**ABOUT THIS TASK:** Say only the number of lines in the entries below that contain "usize".

Dataset entries
———
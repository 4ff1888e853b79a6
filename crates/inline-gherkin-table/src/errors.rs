//! Error types surfaced while parsing and projecting inline tables.

use thiserror::Error;

/// Layout expected by the parser, quoted in every parse error.
pub(crate) const EXPECTED_LAYOUT: &str = "| Header1 | Header2 |\n| value1  | value2  |";

/// Errors raised while splitting a step description into a table.
///
/// Parse errors are never retried: they describe a mistake in the step text
/// itself, so every variant carries the raw table text for diagnostics.
#[derive(Debug, Clone, PartialEq, Eq, Error)]
#[non_exhaustive]
pub enum TableError {
    /// The table text does not start and end with a pipe, or has no body row.
    #[error("malformed table, expected layout:\n{EXPECTED_LAYOUT}\nbut was:\n{raw}")]
    Malformed {
        /// The offending table text.
        raw: String,
    },
    /// A header cell is blank.
    #[error("table header column {column_index} is empty in:\n{raw}")]
    EmptyHeader {
        /// 1-based index of the blank header cell.
        column_index: usize,
        /// The offending table text.
        raw: String,
    },
    /// A body row declares more or fewer cells than the header.
    #[error("table row {row_number} has {actual} cells but expected {expected} in:\n{raw}")]
    UnevenRow {
        /// 1-based index of the row that failed, including the header.
        row_number: usize,
        /// Number of declared headers.
        expected: usize,
        /// Number of cells present in the offending row.
        actual: usize,
        /// The offending table text.
        raw: String,
    },
}

impl TableError {
    /// Returns the raw table text that triggered the error.
    #[must_use]
    pub fn raw(&self) -> &str {
        match self {
            Self::Malformed { raw }
            | Self::EmptyHeader { raw, .. }
            | Self::UnevenRow { raw, .. } => raw,
        }
    }
}

/// Errors raised while projecting string rows onto a record type.
///
/// Mapping errors describe a mismatch between the table and the target type,
/// so they always name the target type and, where known, the failing header.
#[derive(Debug, Clone, PartialEq, Eq, Error)]
#[non_exhaustive]
pub enum MappingError {
    /// No registered field or setter matches the header.
    #[error("couldn't find any field or setter named '{header}' in {target}")]
    UnmappedHeader {
        /// Header (after overrides) that failed to resolve.
        header: String,
        /// Name of the target record type.
        target: String,
    },
    /// The cell value could not be converted to the field type.
    #[error("cannot convert '{value}' in column '{header}' of {target} to {expected}: {reason}")]
    Coercion {
        /// Header (after overrides) of the failing cell.
        header: String,
        /// Name of the target record type.
        target: String,
        /// The raw cell value.
        value: String,
        /// Name of the expected field type.
        expected: &'static str,
        /// Root cause reported by the coercion.
        reason: String,
    },
    /// The row factory could not build an instance.
    #[error("error instantiating row of type {target}: {reason}")]
    Instantiation {
        /// Name of the target record type.
        target: String,
        /// Reason reported by the factory.
        reason: String,
    },
}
———
**SOLUTION FOR THIS TASK:** 4